Though, looking at Tesla — the stock has fallen a whopping 43% since Dec. 1, leaving Benzinga to wonder: What is driving the stock lower? Are investors selling the once high-flying stock for tax loss harvesting?
Read also: This Critical Stock Strategy Can Save You Thousands In Taxes — But You Need To Do It By Dec. 30
It could be. Let’s back up a bit and set the stage.
Investors have until the last trading day of the year (Dec. 30) to realize any capital losses from tax selling, which they use to lower their tax obligations.
We’ll remind you here that Tesla is down 43% just this month.
Tax loss harvesting works by selling an asset with a capital loss to reduce the overall capital gains yielded by other investments and, as a result, paying less in taxes.
Investors looking to shore up any tax losses, need to sell their positions for a loss by Dec. 28, as for most stock trades, settlement occurs two business days after the day the order executes, or T+2 (trade date plus two days).
For example, if an investor were to execute a loss order on Wednesday, it would typically settle on Friday.
That said, let’s look at Tesla over the last couple of weeks, using the relative strength index (RSI) indicator, which tracks how much a stock is overbought or oversold.
For the uninitiated, the RSI is displayed as an oscillator (a line graph) on a scale of zero to 100. Anything over 70 is overbought, and anything under 30 is oversold.
Tesla, the electric-vehicle pioneer, has a current RSI of 16.56, firmly placing the stock in the oversold zone.

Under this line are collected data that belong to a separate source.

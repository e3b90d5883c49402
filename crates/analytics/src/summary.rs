use crate::ratios::RunningMoments;
use core_types::TimeSeriesTable;
use serde::Serialize;

/// Descriptive statistics of one column, NaN values excluded.
#[derive(Debug, Clone, PartialEq, Serialize)]
pub struct ColumnSummary {
    pub name: String,
    pub count: usize,
    pub mean: f64,
    pub std: f64,
    pub min: f64,
    pub p25: f64,
    pub median: f64,
    pub p75: f64,
    pub max: f64,
}

/// Count, mean, sample standard deviation, min, quartiles and max of every
/// column, in column order. Quartiles interpolate linearly between ranks.
pub fn describe(table: &TimeSeriesTable) -> Vec<ColumnSummary> {
    table
        .columns()
        .iter()
        .map(|column| {
            let mut sorted: Vec<f64> = column.defined().collect();
            sorted.sort_by(f64::total_cmp);
            let moments = RunningMoments::from_defined(sorted.iter().copied());

            ColumnSummary {
                name: column.name().to_string(),
                count: sorted.len(),
                mean: moments.mean(),
                std: moments.sample_std(),
                min: sorted.first().copied().unwrap_or(f64::NAN),
                p25: quantile(&sorted, 0.25),
                median: quantile(&sorted, 0.5),
                p75: quantile(&sorted, 0.75),
                max: sorted.last().copied().unwrap_or(f64::NAN),
            }
        })
        .collect()
}

/// Linear-interpolation quantile of an ascending, NaN-free slice.
fn quantile(sorted: &[f64], q: f64) -> f64 {
    if sorted.is_empty() {
        return f64::NAN;
    }
    let pos = q * (sorted.len() - 1) as f64;
    let lo = pos.floor() as usize;
    let hi = pos.ceil() as usize;
    sorted[lo] + (sorted[hi] - sorted[lo]) * (pos - lo as f64)
}

#[cfg(test)]
mod tests {
    use super::*;
    use chrono::NaiveDate;
    use core_types::Column;

    fn table(values: Vec<f64>) -> TimeSeriesTable {
        let dates = (1..=values.len() as u32)
            .map(|day| NaiveDate::from_ymd_opt(2016, 3, day).unwrap())
            .collect();
        TimeSeriesTable::new(dates, vec![Column::new("A", values)]).unwrap()
    }

    #[test]
    fn describes_with_linear_quartiles() {
        let summary = &describe(&table(vec![4.0, 1.0, f64::NAN, 3.0, 2.0]))[0];
        assert_eq!(summary.count, 4);
        assert_eq!(summary.mean, 2.5);
        assert_eq!(summary.min, 1.0);
        assert_eq!(summary.max, 4.0);
        assert_eq!(summary.p25, 1.75);
        assert_eq!(summary.median, 2.5);
        assert_eq!(summary.p75, 3.25);
        assert!((summary.std - (5.0f64 / 3.0).sqrt()).abs() < 1e-12);
    }

    #[test]
    fn all_nan_column_is_undefined() {
        let summary = &describe(&table(vec![f64::NAN, f64::NAN]))[0];
        assert_eq!(summary.count, 0);
        assert!(summary.mean.is_nan());
        assert!(summary.min.is_nan());
        assert!(summary.median.is_nan());
    }
}
//! The four-day, two-asset scenario worked out by hand.
//!
//! Asset A: 100, 101, 99, 105. Asset B: 50, 51, 52, 53.
//! Benchmark: 1000, 1010, 1005, 1020.

use analytics::{
    annualise_sharpe_ratio, average_excess_return, calculate_excess_returns, daily_returns,
    daily_sharpe_ratio, standard_deviation_excess_return, SharpeEngine, TRADING_DAYS_PER_YEAR,
};
use chrono::NaiveDate;
use core_types::{Column, TimeSeriesTable};

const TOLERANCE: f64 = 1e-9;

fn dates() -> Vec<NaiveDate> {
    [4, 5, 6, 7]
        .iter()
        .map(|day| NaiveDate::from_ymd_opt(2016, 1, *day).unwrap())
        .collect()
}

fn stocks() -> TimeSeriesTable {
    TimeSeriesTable::new(
        dates(),
        vec![
            Column::new("A", vec![100.0, 101.0, 99.0, 105.0]),
            Column::new("B", vec![50.0, 51.0, 52.0, 53.0]),
        ],
    )
    .unwrap()
}

fn benchmark() -> TimeSeriesTable {
    TimeSeriesTable::new(
        dates(),
        vec![Column::new("S&P 500", vec![1000.0, 1010.0, 1005.0, 1020.0])],
    )
    .unwrap()
}

fn assert_close(actual: f64, expected: f64) {
    assert!(
        (actual - expected).abs() < TOLERANCE,
        "expected {expected}, got {actual}"
    );
}

#[test]
fn stage_by_stage_matches_hand_calculation() {
    let stock_returns = daily_returns(&stocks());
    let bench_returns = daily_returns(&benchmark());

    let a = stock_returns.column("A").unwrap().values();
    assert!(a[0].is_nan());
    assert_close(a[1], 0.01);
    assert_close(a[2], -2.0 / 101.0);
    assert_close(a[3], 6.0 / 99.0);

    let m = bench_returns.columns()[0].values();
    assert_close(m[1], 0.01);
    assert_close(m[2], -5.0 / 1010.0);
    assert_close(m[3], 15.0 / 1005.0);

    let excess = calculate_excess_returns(&stock_returns, &bench_returns).unwrap();
    assert_eq!(excess.len(), 4);
    let ea = excess.column("A").unwrap().values();
    assert!(ea[0].is_nan());
    assert_close(ea[1], 0.0);
    assert_close(ea[2], -2.0 / 101.0 + 5.0 / 1010.0);
    assert_close(ea[3], 6.0 / 99.0 - 15.0 / 1005.0);
    let eb = excess.column("B").unwrap().values();
    assert_close(eb[1], 0.01);
    assert_close(eb[2], 1.0 / 51.0 + 5.0 / 1010.0);
    assert_close(eb[3], 1.0 / 52.0 - 15.0 / 1005.0);

    let avg = average_excess_return(&excess);
    assert_close(avg.get("A").unwrap(), 0.0102764007744058);
    assert_close(avg.get("B").unwrap(), 0.012954578094400242);

    let sd = standard_deviation_excess_return(&excess);
    assert_close(sd.get("A").unwrap(), 0.031547413367644016);
    assert_close(sd.get("B").unwrap(), 0.010444738609241777);

    let daily = daily_sharpe_ratio(&avg, &sd);
    assert_close(daily.get("A").unwrap(), 0.3257446388598562);
    assert_close(daily.get("B").unwrap(), 1.2402970125971073);

    let annual = annualise_sharpe_ratio(&daily, TRADING_DAYS_PER_YEAR);
    assert_eq!(annual.get("A"), Some(5.17));
    assert_eq!(annual.get("B"), Some(19.69));
}

#[test]
fn engine_produces_the_same_report() {
    let report = SharpeEngine::default()
        .calculate(&stocks(), &benchmark())
        .unwrap();

    assert_eq!(report.assets().collect::<Vec<_>>(), vec!["A", "B"]);
    assert_eq!(report.observations_for("A"), Some(3));
    assert_close(report.daily_sharpe_ratio.get("B").unwrap(), 1.2402970125971073);
    assert_eq!(report.annualised_sharpe_ratio.get("A"), Some(5.17));
    assert_eq!(report.annualised_sharpe_ratio.get("B"), Some(19.69));

    let json = serde_json::to_value(&report).unwrap();
    assert_eq!(json["annualised_sharpe_ratio"]["B"], 19.69);
    assert_eq!(json["trading_days_per_year"], 252);
}
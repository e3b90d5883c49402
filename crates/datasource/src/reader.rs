use crate::error::DataError;
use chrono::NaiveDate;
use core_types::{Column, TimeSeriesTable};
use std::fs::File;
use std::io::Read;
use std::path::Path;

/// Tokens treated as a missing field, in addition to the empty string.
const MISSING_TOKENS: [&str; 6] = ["NA", "N/A", "NaN", "nan", "null", "NULL"];

/// How the date index of a CSV file is located and parsed.
#[derive(Debug, Clone)]
pub struct LoaderOptions {
    pub date_column: String,
    pub date_format: String,
}

impl Default for LoaderOptions {
    fn default() -> Self {
        Self {
            date_column: "Date".to_string(),
            date_format: "%Y-%m-%d".to_string(),
        }
    }
}

/// Reads a price table from a CSV file on disk.
pub fn read_data(path: &Path, options: &LoaderOptions) -> Result<TimeSeriesTable, DataError> {
    let file = File::open(path).map_err(|source| DataError::Io {
        path: path.to_path_buf(),
        source,
    })?;

    let table = read_data_from_reader(file, options)?;
    tracing::info!(
        path = %path.display(),
        rows = table.len(),
        columns = ?table.column_names(),
        "Loaded price table"
    );
    Ok(table)
}

/// Reads a price table from CSV text.
///
/// The header row must contain `options.date_column`; every other column is
/// parsed as a number. Rows with any missing field are dropped, and the result
/// is sorted by date. A repeated date is an error.
pub fn read_data_from_reader<R: Read>(
    reader: R,
    options: &LoaderOptions,
) -> Result<TimeSeriesTable, DataError> {
    let mut csv_reader = csv::ReaderBuilder::new()
        .trim(csv::Trim::All)
        .from_reader(reader);

    let headers = csv_reader.headers()?.clone();
    let date_idx = headers
        .iter()
        .position(|h| h == options.date_column)
        .ok_or_else(|| DataError::MalformedInput {
            line: 1,
            reason: format!("missing date column '{}'", options.date_column),
        })?;

    let value_columns: Vec<(usize, &str)> = headers
        .iter()
        .enumerate()
        .filter(|(i, _)| *i != date_idx)
        .collect();
    if value_columns.is_empty() {
        return Err(DataError::MalformedInput {
            line: 1,
            reason: "no value columns besides the date column".to_string(),
        });
    }

    let mut rows: Vec<(NaiveDate, Vec<f64>)> = Vec::new();
    let mut dropped = 0usize;

    for record in csv_reader.records() {
        let record = record.map_err(record_error)?;
        let line = record.position().map(|p| p.line()).unwrap_or_default();

        let raw_date = record.get(date_idx).unwrap_or_default();
        if is_missing(raw_date) {
            dropped += 1;
            continue;
        }
        let date = NaiveDate::parse_from_str(raw_date, &options.date_format).map_err(|e| {
            DataError::MalformedInput {
                line,
                reason: format!(
                    "'{raw_date}' does not match date format '{}': {e}",
                    options.date_format
                ),
            }
        })?;

        let mut values = Vec::with_capacity(value_columns.len());
        let mut has_missing = false;
        for &(idx, name) in &value_columns {
            let raw = record.get(idx).unwrap_or_default();
            if is_missing(raw) {
                has_missing = true;
                continue;
            }
            let value = raw.parse::<f64>().map_err(|_| DataError::MalformedInput {
                line,
                reason: format!("column '{name}': '{raw}' is not a number"),
            })?;
            // `f64` parsing accepts spellings like `NAN` or `-nan`.
            if value.is_nan() {
                has_missing = true;
                continue;
            }
            values.push(value);
        }

        if has_missing {
            dropped += 1;
            continue;
        }
        rows.push((date, values));
    }

    if dropped > 0 {
        tracing::warn!(dropped, "Dropped rows with missing fields");
    }

    rows.sort_by_key(|(date, _)| *date);
    if let Some(pair) = rows.windows(2).find(|w| w[0].0 == w[1].0) {
        return Err(DataError::MalformedInput {
            line: 0,
            reason: format!("date {} appears more than once", pair[0].0),
        });
    }

    let dates: Vec<NaiveDate> = rows.iter().map(|(date, _)| *date).collect();
    let columns = value_columns
        .iter()
        .enumerate()
        .map(|(pos, &(_, name))| Column::new(name, rows.iter().map(|(_, v)| v[pos]).collect()))
        .collect();

    Ok(TimeSeriesTable::new(dates, columns)?)
}

fn is_missing(raw: &str) -> bool {
    raw.is_empty() || MISSING_TOKENS.contains(&raw)
}

/// A row with the wrong number of fields is malformed input, not a CSV failure.
fn record_error(err: csv::Error) -> DataError {
    if let csv::ErrorKind::UnequalLengths {
        pos,
        expected_len,
        len,
    } = err.kind()
    {
        return DataError::MalformedInput {
            line: pos.as_ref().map(|p| p.line()).unwrap_or_default(),
            reason: format!("expected {expected_len} fields, found {len}"),
        };
    }
    DataError::Csv(err)
}
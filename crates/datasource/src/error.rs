use core_types::CoreError;
use std::path::PathBuf;
use thiserror::Error;

#[derive(Error, Debug)]
pub enum DataError {
    #[error("Failed to open '{path}': {source}")]
    Io {
        path: PathBuf,
        #[source]
        source: std::io::Error,
    },

    #[error("Failed to read CSV: {0}")]
    Csv(#[from] csv::Error),

    /// The file does not have the shape of a price table.
    #[error("Malformed input at line {line}: {reason}")]
    MalformedInput { line: u64, reason: String },

    #[error("Loaded data does not form a valid table: {0}")]
    Core(#[from] CoreError),
}
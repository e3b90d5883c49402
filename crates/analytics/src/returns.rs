use core_types::{ReturnSeries, TimeSeriesTable};

/// Converts a price table into simple daily returns, column by column.
///
/// Row `t` holds `(p[t] - p[t-1]) / p[t-1]`. The first row has no predecessor
/// and is NaN. A NaN price, or a previous price that is zero or negative, yields
/// NaN for that row rather than an infinite or misleading value.
pub fn daily_returns(prices: &TimeSeriesTable) -> ReturnSeries {
    for column in prices.columns() {
        let non_positive = column.defined().filter(|p| *p <= 0.0).count();
        if non_positive > 0 {
            tracing::warn!(
                column = column.name(),
                non_positive,
                "Non-positive prices found; affected returns will be undefined"
            );
        }
    }

    prices.map_columns(pct_change)
}

/// Percentage change between consecutive values, NaN-led.
pub fn pct_change(values: &[f64]) -> Vec<f64> {
    let mut out = Vec::with_capacity(values.len());
    if values.is_empty() {
        return out;
    }
    out.push(f64::NAN);
    out.extend(values.windows(2).map(|w| {
        let (prev, curr) = (w[0], w[1]);
        if prev > 0.0 {
            (curr - prev) / prev
        } else {
            // Also covers NaN, since every comparison with NaN is false.
            f64::NAN
        }
    }));
    out
}
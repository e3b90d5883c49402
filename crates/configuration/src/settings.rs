use core_types::{JoinPolicy, TRADING_DAYS_PER_YEAR};
use serde::Deserialize;
use std::path::PathBuf;

/// The root configuration structure for the entire application.
///
/// Every section has defaults, so an empty file (or no file at all) yields a
/// usable configuration pointing at `data/stock_data.csv` and
/// `data/benchmark_data.csv` with the "S&P 500" benchmark.
#[derive(Debug, Clone, Default, Deserialize)]
#[serde(default)]
pub struct Config {
    pub data: DataConfig,
    pub benchmark: BenchmarkConfig,
    pub analysis: AnalysisConfig,
    pub output: OutputConfig,
    pub logging: LoggingConfig,
}

/// Where the price tables live and how their date column is read.
#[derive(Debug, Clone, Deserialize)]
#[serde(default)]
pub struct DataConfig {
    /// CSV with one price column per stock.
    pub stock_data_path: PathBuf,
    /// CSV holding the benchmark column(s).
    pub benchmark_data_path: PathBuf,
    /// Name of the column used as the date index.
    pub date_column: String,
    /// `chrono` format string for the date column.
    pub date_format: String,
}

#[derive(Debug, Clone, Deserialize)]
#[serde(default)]
pub struct BenchmarkConfig {
    /// Column of the benchmark table the stocks are measured against.
    pub column: String,
}

/// Parameters of the Sharpe ratio calculation.
#[derive(Debug, Clone, Deserialize)]
#[serde(default)]
pub struct AnalysisConfig {
    /// Annualisation period. The daily ratio is scaled by its square root.
    pub trading_days_per_year: u32,
    /// How stock and benchmark returns are aligned by date.
    pub join: JoinPolicy,
    /// Fail instead of producing an all-NaN table when the dates never overlap.
    pub strict_alignment: bool,
}

#[derive(Debug, Clone, Default, Deserialize)]
#[serde(default)]
pub struct OutputConfig {
    pub format: OutputFormat,
}

/// How results are written to stdout.
#[derive(Debug, Clone, Copy, PartialEq, Eq, Default, Deserialize)]
#[cfg_attr(feature = "clap", derive(clap::ValueEnum))]
#[serde(rename_all = "lowercase")]
pub enum OutputFormat {
    #[default]
    Table,
    Json,
}

#[derive(Debug, Clone, Deserialize)]
#[serde(default)]
pub struct LoggingConfig {
    /// Default filter directive; `RUST_LOG` takes precedence when set.
    pub level: String,
    /// When set, logs are also written to a daily rolling file in this directory.
    pub directory: Option<PathBuf>,
    pub file_prefix: String,
}

// --- Default Implementations ---

impl Default for DataConfig {
    fn default() -> Self {
        Self {
            stock_data_path: PathBuf::from("data/stock_data.csv"),
            benchmark_data_path: PathBuf::from("data/benchmark_data.csv"),
            date_column: "Date".to_string(),
            date_format: "%Y-%m-%d".to_string(),
        }
    }
}

impl Default for BenchmarkConfig {
    fn default() -> Self {
        Self {
            column: "S&P 500".to_string(),
        }
    }
}

impl Default for AnalysisConfig {
    fn default() -> Self {
        Self {
            trading_days_per_year: TRADING_DAYS_PER_YEAR,
            join: JoinPolicy::Outer,
            strict_alignment: false,
        }
    }
}

impl Default for LoggingConfig {
    fn default() -> Self {
        Self {
            level: "info".to_string(),
            directory: None,
            file_prefix: "sharpe-ranker.log".to_string(),
        }
    }
}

And, with the stock down 43% in just a couple of weeks, it seems investors may be targeting Musk’s company as a way to offset capital gains made on the year.
What about other stocks?
Ford Motor Company F, which is down nearly 50% year to date, and down 20% over the last month, has a current RSI of 17.61.
Lucid Group Inc LCID, which is down 35% this month, has an RSI of 20.33.
AMC is down 46% this month with an RSI of 26.09.
GameStop Corp GME is down 32% in December with an RSI of 28.71
PayPal Holdings Inc PYPL is down 15% over the last month and has an RSI of 28.65.
Read next: Tesla And Apple Could Spark A Santa Claus Rally: Analyst
© 2024 Benzinga.com. Benzinga does not provide investment advice. All rights reserved.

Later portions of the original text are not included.